- _What is needed_:
Among the entries that follow, find the lines holding "Serialize" and say how many there are, with no other words.

>>>

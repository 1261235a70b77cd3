//! Pipeline configuration.
//!
//! Loaded from an optional `learnflow.json` in the working directory. A
//! missing file is not an error; every field has a default that points at a
//! locally running analysis service.

use std::path::Path;

use serde::{Deserialize, Serialize};
use tracing::debug;

use crate::error::{PipelineError, Result};

/// Name of the configuration file searched for in the working directory.
pub const CONFIG_FILE_NAME: &str = "learnflow.json";

fn default_service_url() -> String {
    "http://127.0.0.1:8001/api".to_string()
}

fn default_concept() -> String {
    "algorithm".to_string()
}

/// Configuration for the pipeline orchestrator.
#[derive(Debug, Clone, PartialEq, Eq, Serialize, Deserialize)]
#[serde(rename_all = "camelCase")]
pub struct PipelineConfig {
    /// Base URL of the analysis service, including the `/api` prefix.
    #[serde(default = "default_service_url")]
    pub service_url: String,

    /// Optional per-call timeout in seconds. `None` disables the timeout.
    #[serde(default)]
    pub request_timeout_secs: Option<u64>,

    /// Concept used for the video lookup when no problem was detected.
    #[serde(default = "default_concept")]
    pub default_concept: String,
}

impl Default for PipelineConfig {
    fn default() -> Self {
        Self {
            service_url: default_service_url(),
            request_timeout_secs: None,
            default_concept: default_concept(),
        }
    }
}

impl PipelineConfig {
    /// Loads configuration from `learnflow.json` in the current directory,
    /// falling back to defaults when the file does not exist.
    ///
    /// # Errors
    ///
    /// Returns an error if the file exists but cannot be read, parsed, or
    /// validated.
    pub fn load() -> Result<Self> {
        Self::load_from_dir(Path::new("."))
    }

    /// Loads configuration from `learnflow.json` in the given directory.
    ///
    /// # Errors
    ///
    /// Returns an error if the file exists but cannot be read, parsed, or
    /// validated.
    pub fn load_from_dir(dir: &Path) -> Result<Self> {
        let path = dir.join(CONFIG_FILE_NAME);
        if !path.exists() {
            debug!(path = %path.display(), "No config file found, using defaults");
            let config = Self::default();
            config.validate()?;
            return Ok(config);
        }
        Self::load_from_file(&path)
    }

    /// Loads configuration from a specific file.
    ///
    /// # Errors
    ///
    /// Returns an error if the file cannot be read, parsed, or validated.
    pub fn load_from_file(path: &Path) -> Result<Self> {
        let contents = std::fs::read_to_string(path)
            .map_err(|e| PipelineError::config_parse(path, e.to_string()))?;

        let config: Self = serde_json::from_str(&contents)
            .map_err(|e| PipelineError::config_parse(path, e.to_string()))?;

        config.validate()?;
        debug!(path = %path.display(), "Loaded configuration");
        Ok(config)
    }

    /// Validates the configuration values.
    ///
    /// # Errors
    ///
    /// Returns `ConfigValidationError` describing the first invalid field.
    pub fn validate(&self) -> Result<()> {
        if self.service_url.trim().is_empty() {
            return Err(PipelineError::config_validation(
                "serviceUrl must not be empty",
                "Set serviceUrl to the analysis service base URL, e.g. http://127.0.0.1:8001/api",
            ));
        }

        if self.request_timeout_secs == Some(0) {
            return Err(PipelineError::config_validation(
                "requestTimeoutSecs must be greater than zero",
                "Remove requestTimeoutSecs to disable the timeout, or set it to a positive value",
            ));
        }

        if self.default_concept.trim().is_empty() {
            return Err(PipelineError::config_validation(
                "defaultConcept must not be empty",
                "Set defaultConcept to a topic label, e.g. algorithm",
            ));
        }

        Ok(())
    }
}

#[cfg(test)]
#[allow(clippy::unwrap_used)]
mod tests {
    use super::*;

    #[test]
    fn test_default_config_is_valid() {
        let config = PipelineConfig::default();
        assert!(config.validate().is_ok());
        assert_eq!(config.service_url, "http://127.0.0.1:8001/api");
        assert_eq!(config.default_concept, "algorithm");
        assert!(config.request_timeout_secs.is_none());
    }

    #[test]
    fn test_missing_file_uses_defaults() {
        let dir = std::env::temp_dir().join("learnflow-config-missing");
        std::fs::create_dir_all(&dir).unwrap();
        let config = PipelineConfig::load_from_dir(&dir).unwrap();
        assert_eq!(config, PipelineConfig::default());
    }

    #[test]
    fn test_partial_file_fills_defaults() {
        let dir = std::env::temp_dir().join("learnflow-config-partial");
        std::fs::create_dir_all(&dir).unwrap();
        let path = dir.join(CONFIG_FILE_NAME);
        std::fs::write(&path, r#"{"requestTimeoutSecs": 30}"#).unwrap();

        let config = PipelineConfig::load_from_file(&path).unwrap();
        assert_eq!(config.request_timeout_secs, Some(30));
        assert_eq!(config.service_url, "http://127.0.0.1:8001/api");
    }

    #[test]
    fn test_invalid_json_is_a_parse_error() {
        let dir = std::env::temp_dir().join("learnflow-config-invalid");
        std::fs::create_dir_all(&dir).unwrap();
        let path = dir.join(CONFIG_FILE_NAME);
        std::fs::write(&path, "{not json").unwrap();

        let err = PipelineConfig::load_from_file(&path).unwrap_err();
        assert!(matches!(err, PipelineError::ConfigParseError { .. }));
    }

    #[test]
    fn test_zero_timeout_rejected() {
        let config = PipelineConfig {
            request_timeout_secs: Some(0),
            ..PipelineConfig::default()
        };
        let err = config.validate().unwrap_err();
        assert!(err.to_string().contains("requestTimeoutSecs"));
    }

    #[test]
    fn test_empty_service_url_rejected() {
        let config = PipelineConfig {
            service_url: "  ".to_string(),
            ..PipelineConfig::default()
        };
        assert!(config.validate().is_err());
    }
}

<<<

- _Output for this exercise_:
2